Eran ya las tantas de la madrugada, vete tú a saber qué hora. Y vete tú a saber cuántas horas llevaba ya llorando. Me miré al espejo y me noté los ojos hinchadísimos: definitivamente llevaba muchas horas así, probablemente nunca en mi vida había llorado tanto.

Pero, ¿por qué tantas lágrimas?

Ah sí… por Él.

Lloraba porque Él se había enfadado conmigo otra vez. El porqué del enfado no lo recuerdo bien… Tal vez había sido porque volví a salir con mis amigas sin pedirle permiso, o porque me había sacado una foto con mi mejor amigo. No lo sabía, ni quería saberlo. Lo único que tenía claro en ese momento era que Él estaba enfadado, y esa sola idea me mataba por dentro porque yo le quería, le amaba con locura.

«Perdóname, por favor.»

«No me dejes.»

«Cambiaré, te lo prometo.»

«Eres lo que más quiero en esta vida.»

Mis dedos ardían de tanto escribirle mensajes, mensajes que él no respondía. Estaba en línea y los estaba leyendo pero, aún así, callaba. Sabía cómo hacerme sufrir.

Una voz en mi interior no paraba de decirme que no fuera estúpida, que aquellas no eran razones para enfadarse conmigo, que no me merecía sufrir así. Pero yo siempre la callaba, no la escuchaba. Porque le amaba con auténtica locura.

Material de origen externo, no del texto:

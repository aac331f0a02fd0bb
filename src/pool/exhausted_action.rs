use std::fmt;

use serde::{Deserialize, Serialize};

/// What `borrow` does when a key (or the whole pool) is at capacity.
#[derive(Debug, Clone, Copy, PartialEq, Eq, Default, Deserialize, Serialize)]
#[serde(rename_all = "snake_case")]
pub enum ExhaustedAction {
    /// Fail immediately with `ResourceUnavailable`
    Fail,
    /// Wait for an object to be returned, up to the pool's max wait
    Block,
    /// Create a new object beyond the configured caps
    #[default]
    Grow,
}

impl fmt::Display for ExhaustedAction {
    fn fmt(&self, f: &mut fmt::Formatter<'_>) -> fmt::Result {
        let name = match self {
            ExhaustedAction::Fail => "fail",
            ExhaustedAction::Block => "block",
            ExhaustedAction::Grow => "grow",
        };
        f.write_str(name)
    }
}
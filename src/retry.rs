//! Retry policy driving connect attempts.
//!
//! A [`RetryPolicy`] runs a [`RetryCallback`] until it succeeds or the
//! configured retry count is exhausted, sleeping `frequency` between
//! attempts. In asynchronous mode the whole loop runs as a separate task on
//! the supplied runtime handle and `execute` returns at once, so a connector
//! whose transport is down does not hold up the rest of the runtime.

use std::sync::Arc;

use async_trait::async_trait;
use log::{debug, error, info, warn};
use tokio::runtime::Handle;
use tokio_util::sync::CancellationToken;

use crate::config::RetryPolicyConfig;
use crate::error::{ConnectorError, ConnectorResult};

const LOG_TARGET: &str = "connector_runtime::retry";

/// State of one retry run, handed to each attempt.
#[derive(Debug, Default, Clone)]
pub struct RetryContext {
    attempts: u32,
    last_failure: Option<Arc<ConnectorError>>,
    succeeded: bool,
    scheduled: bool,
}

impl RetryContext {
    /// Number of attempts started so far, including the current one.
    pub fn attempts(&self) -> u32 {
        self.attempts
    }

    /// Failure of the previous attempt, if any.
    pub fn last_failure(&self) -> Option<&Arc<ConnectorError>> {
        self.last_failure.as_ref()
    }

    pub fn is_ok(&self) -> bool {
        self.succeeded
    }

    /// True when the work was handed to a background task and has not run yet.
    pub fn is_scheduled(&self) -> bool {
        self.scheduled
    }
}

/// Unit of work run under a retry policy.
#[async_trait]
pub trait RetryCallback: Send + Sync {
    /// Perform one attempt. An `Err` asks the policy for another attempt.
    async fn do_work(&self, context: &RetryContext) -> ConnectorResult<()>;

    /// Human readable description used in log output.
    fn work_description(&self) -> String;

    /// Called once when the policy gives up, in both execution modes.
    fn retries_exhausted(&self, _context: &RetryContext) {}
}

#[derive(Debug, Clone)]
pub struct RetryPolicy {
    config: RetryPolicyConfig,
}

impl Default for RetryPolicy {
    fn default() -> Self {
        Self::new(RetryPolicyConfig::no_retry())
    }
}

impl RetryPolicy {
    pub fn new(config: RetryPolicyConfig) -> Self {
        Self { config }
    }

    pub fn config(&self) -> &RetryPolicyConfig {
        &self.config
    }

    pub fn is_asynchronous(&self) -> bool {
        self.config.asynchronous
    }

    fn allows_retry(&self, attempts: u32) -> bool {
        self.config.forever || attempts <= self.config.count
    }

    /// Run `callback` under this policy.
    ///
    /// When the policy is asynchronous and an `executor` is supplied, the
    /// retry loop is spawned there and a scheduled (empty) context is
    /// returned immediately. Otherwise the loop runs on the caller.
    ///
    /// Cancelling `interrupt` aborts a back-off sleep with
    /// [`ConnectorError::Interrupted`].
    pub async fn execute(
        &self,
        callback: Arc<dyn RetryCallback>,
        executor: Option<&Handle>,
        interrupt: &CancellationToken,
    ) -> ConnectorResult<RetryContext> {
        if self.config.asynchronous
            && let Some(executor) = executor
        {
            let policy = self.clone();
            let interrupt = interrupt.clone();
            debug!(
                target: LOG_TARGET,
                "Scheduling asynchronous retry for {}",
                callback.work_description()
            );
            executor.spawn(async move {
                let description = callback.work_description();
                if let Err(e) = policy.run(callback, &interrupt).await {
                    error!(
                        target: LOG_TARGET,
                        "Asynchronous retry for {} gave up: {}",
                        description,
                        e
                    );
                }
            });
            return Ok(RetryContext {
                scheduled: true,
                ..Default::default()
            });
        }

        self.run(callback, interrupt).await
    }

    async fn run(
        &self,
        callback: Arc<dyn RetryCallback>,
        interrupt: &CancellationToken,
    ) -> ConnectorResult<RetryContext> {
        let mut context = RetryContext::default();

        loop {
            context.attempts += 1;

            let failure = match callback.do_work(&context).await {
                Ok(()) => {
                    if context.attempts > 1 {
                        info!(
                            target: LOG_TARGET,
                            "{} succeeded after {} attempts",
                            callback.work_description(),
                            context.attempts
                        );
                    }
                    context.succeeded = true;
                    context.last_failure = None;
                    return Ok(context);
                }
                Err(e) => Arc::new(e),
            };

            warn!(
                target: LOG_TARGET,
                "Attempt {} of {} failed: {}",
                context.attempts,
                callback.work_description(),
                failure
            );
            context.last_failure = Some(Arc::clone(&failure));

            if !self.allows_retry(context.attempts) {
                callback.retries_exhausted(&context);
                drop(context);
                return Err(Arc::try_unwrap(failure).unwrap_or_else(ConnectorError::Shared));
            }

            tokio::select! {
                _ = interrupt.cancelled() => {
                    callback.retries_exhausted(&context);
                    return Err(ConnectorError::interrupted(format!(
                        "waiting to retry {}",
                        callback.work_description()
                    )));
                }
                _ = tokio::time::sleep(self.config.frequency()) => {}
            }
        }
    }
}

Al final, tras varias llamadas y miles de mensajes que se habían quedado en un doloroso silencio, Él contestaba. «No te mereces que te perdone, pero lo haré porque te quiero.» Entonces yo volvía a llorar. Esta vez ya no tenía muy claro si era de alegría porque se había solucionado todo o de impotencia, porque… ¿cómo que no me lo merecía? Daba igual. Daba igual porque Él me seguía queriendo, porque todo mi amor no se iba a quedar en la nada y eso era lo único verdaderamente importante.

Volví a mirarme al espejo. Volví a ver mis ojos hinchados de tanto llorar, mis ojeras de llevar durmiendo mal una semana entera por el dolor que Él me causaba constantemente. Volví a ver la tristeza reflejada en mi rostro, que ya casi se había vuelto algo normal. Y fue entonces cuando me miré fijamente a los ojos, cuando me miré tan profundamente en el espejo, que me di cuenta.

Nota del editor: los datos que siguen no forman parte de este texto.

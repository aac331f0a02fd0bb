pub mod config;
pub mod connector;
pub mod context;
pub mod endpoint;
pub mod error;
pub mod lifecycle;
pub mod message;
pub mod pool;
pub mod receiver;
pub mod retry;
pub mod transport;
pub mod work;

pub use config::{ConnectorConfig, RuntimeConfig, Settings};
pub use connector::{Connector, MessageDispatcher, MessageRequester, TransportHooks};
pub use context::{
    ConnectionAction, ConnectionNotification, FlowConstruct, NotificationListener, RuntimeContext,
};
pub use endpoint::{Endpoint, EndpointUri};
pub use error::{BoxError, Connectable, ConnectorError, ConnectorResult};
pub use lifecycle::{LifecyclePhase, LifecycleState};
pub use message::{Message, Payload};
pub use receiver::{MessageReceiver, Poller, PollingMessageReceiver, ReceiverHooks};
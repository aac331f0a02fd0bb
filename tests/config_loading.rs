//! Loading settings from files and building connectors from them.

use std::fs;
use std::sync::Arc;

use connector_runtime::config::{WhenExhausted, load_config, load_settings};
use connector_runtime::transport::{MemoryBroker, MemoryTransport};
use connector_runtime::{Connector, ConnectorError, RuntimeContext};
use tempfile::TempDir;

const ORDERS: &str = r#"
[runtime]
shutdown_timeout_ms = 250

[connector]
name = "orders"
protocol = "memory"
supported_protocols = ["memory:async"]

[connector.dispatcher_threading]
max_threads_active = 4
pool_exhausted_action = "wait"

[connector.retry]
count = 3
frequency_ms = 10

[receiver]
address = "orders"
frequency_ms = 50
transacted = true
"#;

#[test]
fn settings_load_from_an_explicit_file() {
    let dir = TempDir::new().unwrap();
    let path = dir.path().join("orders.toml");
    fs::write(&path, ORDERS).unwrap();

    let settings = load_settings(Some(&path)).unwrap();

    assert_eq!(settings.runtime.shutdown_timeout_ms, 250);
    assert_eq!(settings.connector.name, "orders");
    assert_eq!(settings.connector.dispatcher_threading.max_threads_active, 4);
    assert_eq!(
        settings.connector.dispatcher_threading.pool_exhausted_action,
        WhenExhausted::Wait
    );
    assert_eq!(settings.connector.retry.as_ref().map(|r| r.count), Some(3));
    assert_eq!(settings.receiver.address, "orders");
    assert!(settings.receiver.transacted);
    // Untouched sections keep their defaults
    assert_eq!(settings.connector.requester_threading.max_threads_active, 16);
}

#[test]
fn invalid_file_errors_name_the_file() {
    let dir = TempDir::new().unwrap();
    let path = dir.path().join("broken.toml");
    fs::write(&path, "[receiver]\nfrequency_ms = 0\n").unwrap();

    let err = load_config(&path).unwrap_err();

    assert!(matches!(err, ConnectorError::Config { .. }), "got {err:?}");
    assert!(err.to_string().contains("broken.toml"));
}

#[test]
fn missing_file_is_an_io_error() {
    let dir = TempDir::new().unwrap();

    let err = load_config(&dir.path().join("absent.toml")).unwrap_err();
    assert!(matches!(err, ConnectorError::Io(_)), "got {err:?}");
}

#[tokio::test]
async fn loaded_settings_configure_a_connector() {
    let dir = TempDir::new().unwrap();
    let path = dir.path().join("orders.toml");
    fs::write(&path, ORDERS).unwrap();
    let settings = load_config(&path).unwrap();

    let runtime = Arc::new(RuntimeContext::new(&settings.runtime).unwrap());
    let connector = Connector::new(
        settings.connector.clone(),
        Arc::new(MemoryTransport::new(MemoryBroker::new())),
        runtime,
    )
    .unwrap();
    connector.initialise().await.unwrap();

    assert!(connector.supports_protocol("memory:async"));
    assert_eq!(connector.max_dispatchers_active().unwrap(), 4);
    assert_eq!(connector.retry_policy().config().count, 3);
    assert_eq!(
        connector.runtime().shutdown_timeout().as_duration().as_millis(),
        250
    );
    connector.dispose().await.unwrap();
}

Me di cuenta de todo: me di cuenta de que Él había convertido mi vida en un infierno, que Él no me quería en realidad; me di cuenta de que yo no me merecía aquel dolor, no me merecía esos ojos hinchados de tanto llorar ni tampoco esa angustia en el pecho, como una estacada constante. No, no me lo merecía. No. No me merecía todas aquellas veces que me había llamado puta, no me merecía sus gritos, no me merecía aquellas noches sin dormir. No me lo merecía porque yo solo quería amarle y que él me amara. Y ese amor se había vuelto una locura, y me había cegado.

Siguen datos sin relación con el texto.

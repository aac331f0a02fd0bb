use std::path::PathBuf;
use std::sync::Arc;
use std::sync::atomic::{AtomicUsize, Ordering};
use std::time::Duration;

use async_trait::async_trait;
use clap::{Parser, Subcommand};
use connector_runtime::config::load_settings;
use connector_runtime::transport::{MemoryBroker, MemoryTransport};
use connector_runtime::{
    Connector, ConnectorResult, Endpoint, FlowConstruct, Message, RuntimeContext, Settings,
};

/// Connector lifecycle runtime driven by the in-process memory transport
#[derive(Parser)]
#[command(name = "connector-runtime")]
#[command(version)]
#[command(about = "Connector lifecycle runtime driven by the in-process memory transport")]
struct Cli {
    #[command(subcommand)]
    command: Commands,
}

#[derive(Subcommand)]
enum Commands {
    /// Start a memory connector with one polling receiver, push messages through it, then shut down
    Run {
        /// Configuration file (default: the user configuration file, if present)
        #[arg(long)]
        config: Option<PathBuf>,

        /// How long to keep the connector started
        #[arg(long, default_value_t = 3000)]
        duration_ms: u64,

        /// Number of messages to dispatch to the receiver's queue
        #[arg(long, default_value_t = 10)]
        messages: usize,
    },
    /// Print the resolved configuration as TOML
    PrintConfig {
        #[arg(long)]
        config: Option<PathBuf>,
    },
}

/// Flow that counts what it receives.
struct CountingFlow {
    processed: AtomicUsize,
}

#[async_trait]
impl FlowConstruct for CountingFlow {
    fn name(&self) -> &str {
        "counting-flow"
    }

    fn is_started(&self) -> bool {
        true
    }

    async fn process(&self, message: Message) -> ConnectorResult<Option<Message>> {
        let count = self.processed.fetch_add(1, Ordering::SeqCst) + 1;
        log::debug!(
            target: "connector_runtime::cli",
            "Received #{}: {:?}",
            count,
            message.as_text()
        );
        Ok(None)
    }
}

async fn run(settings: Settings, duration: Duration, messages: usize) -> ConnectorResult<()> {
    let runtime = Arc::new(RuntimeContext::new(&settings.runtime)?);
    let broker = MemoryBroker::new();
    let transport = MemoryTransport::new(broker.clone())
        .with_frequency(settings.receiver.frequency())
        .with_startup_delay(Duration::ZERO);
    let connector = Connector::new(settings.connector.clone(), Arc::new(transport), Arc::clone(&runtime))?;

    let flow = Arc::new(CountingFlow {
        processed: AtomicUsize::new(0),
    });
    let endpoint = Endpoint::parse(&format!(
        "{}://{}",
        settings.connector.protocol, settings.receiver.address
    ))?
    .with_transacted(settings.receiver.transacted);

    connector.initialise().await?;
    connector
        .register_listener(flow.clone(), endpoint.clone())
        .await?;
    runtime.set_started(true);
    connector.start().await?;

    for i in 0..messages {
        connector
            .dispatch(endpoint.clone(), Message::text(format!("message {i}")), None)
            .await?;
    }

    tokio::time::sleep(duration).await;

    connector.stop().await?;
    connector.dispose().await?;

    println!(
        "connector '{}': {} of {} message(s) processed, {} left queued",
        connector.name(),
        flow.processed.load(Ordering::SeqCst),
        messages,
        broker.depth(endpoint.uri().address())
    );
    Ok(())
}

#[tokio::main]
async fn main() {
    env_logger::init();
    let cli = Cli::parse();

    match cli.command {
        Commands::Run {
            config,
            duration_ms,
            messages,
        } => {
            let settings = load_settings(config.as_deref()).unwrap_or_else(|e| {
                eprintln!("Error: {}", e);
                std::process::exit(1);
            });
            if let Err(e) = run(settings, Duration::from_millis(duration_ms), messages).await {
                eprintln!("Error: {}", e);
                std::process::exit(1);
            }
        }
        Commands::PrintConfig { config } => {
            let rendered = load_settings(config.as_deref()).and_then(|settings| settings.to_toml());
            match rendered {
                Ok(toml) => print!("{}", toml),
                Err(e) => {
                    eprintln!("Error: {}", e);
                    std::process::exit(1);
                }
            }
        }
    }
}
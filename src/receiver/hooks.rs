use std::sync::Arc;

use async_trait::async_trait;

use super::MessageReceiver;
use crate::error::BoxError;

/// Transport-specific behaviour of one inbound endpoint's listener.
///
/// [`MessageReceiver`] owns lifecycle, connection state and cluster rules;
/// implementations only supply the work done at each step. Every method
/// has a no-op default.
#[async_trait]
pub trait ReceiverHooks: Send + Sync {
    async fn do_initialise(&self, _receiver: &Arc<MessageReceiver>) -> Result<(), BoxError> {
        Ok(())
    }

    async fn do_connect(&self, _receiver: &Arc<MessageReceiver>) -> Result<(), BoxError> {
        Ok(())
    }

    async fn do_disconnect(&self, _receiver: &Arc<MessageReceiver>) -> Result<(), BoxError> {
        Ok(())
    }

    async fn do_start(&self, _receiver: &Arc<MessageReceiver>) -> Result<(), BoxError> {
        Ok(())
    }

    async fn do_stop(&self, _receiver: &Arc<MessageReceiver>) -> Result<(), BoxError> {
        Ok(())
    }

    async fn do_dispose(&self, _receiver: &Arc<MessageReceiver>) -> Result<(), BoxError> {
        Ok(())
    }

    /// Cheap liveness check run before a connect retry.
    async fn validate_connection(&self, _receiver: &Arc<MessageReceiver>) -> Result<(), BoxError> {
        Ok(())
    }

    /// `false` restricts connecting and starting to the cluster primary node.
    fn should_consume_in_every_node(&self) -> bool {
        true
    }
}
//! User configuration discovery for connector-runtime.
//!
//! User config location: $XDG_CONFIG_HOME/connector-runtime/connector-runtime.toml
//! Fallback: the platform config directory reported by `dirs`.

use std::path::PathBuf;

const APP_DIR: &str = "connector-runtime";
const FILE_NAME: &str = "connector-runtime.toml";

/// Returns the path to the user configuration file.
///
/// 1. If $XDG_CONFIG_HOME is set: $XDG_CONFIG_HOME/connector-runtime/connector-runtime.toml
/// 2. Otherwise: `dirs::config_dir()`/connector-runtime/connector-runtime.toml
///
/// Returns None if no config directory can be determined.
pub fn user_config_path() -> Option<PathBuf> {
    if let Ok(xdg_config) = std::env::var("XDG_CONFIG_HOME")
        && !xdg_config.is_empty()
    {
        return Some(PathBuf::from(xdg_config).join(APP_DIR).join(FILE_NAME));
    }

    dirs::config_dir().map(|dir| dir.join(APP_DIR).join(FILE_NAME))
}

Y fue en ese justo momento, cuando me miré tan profundamente que me dolió ver, que abrí los ojos. Y fue un momento mágico, único y maravilloso, porque me di cuenta de que todas aquellas cosas tan llenas de amor que le había dicho a Él solo debía decírmelas a mí misma, y a nadie más.

De nuevo me miré en el espejo, y volví a ver todos los signos de tristeza. Me sequé las lágrimas, me lavé la cara e intenté calmarme. Me miré igual de profundamente que hacía un momento y me atreví a decirme todo aquello que tendría que haberme dicho hacía tiempo.

«Perdóname, por favor, por no haberte querido lo suficiente, por haber sustituido todo el amor que debía darte a ti por dárselo a ese cabrón.»

«No me dejes volver a hacerlo, hazme ser fuerte.»

«Cambiaré, te lo prometo. Y no volveré a hacerte sufrir de esta forma, porque precisamente tú eres la que menos te lo mereces.»

«Eres lo que más quiero en esta vida, y nunca más volveré a querer a nadie tanto como te quiero a ti. Te lo prometo.»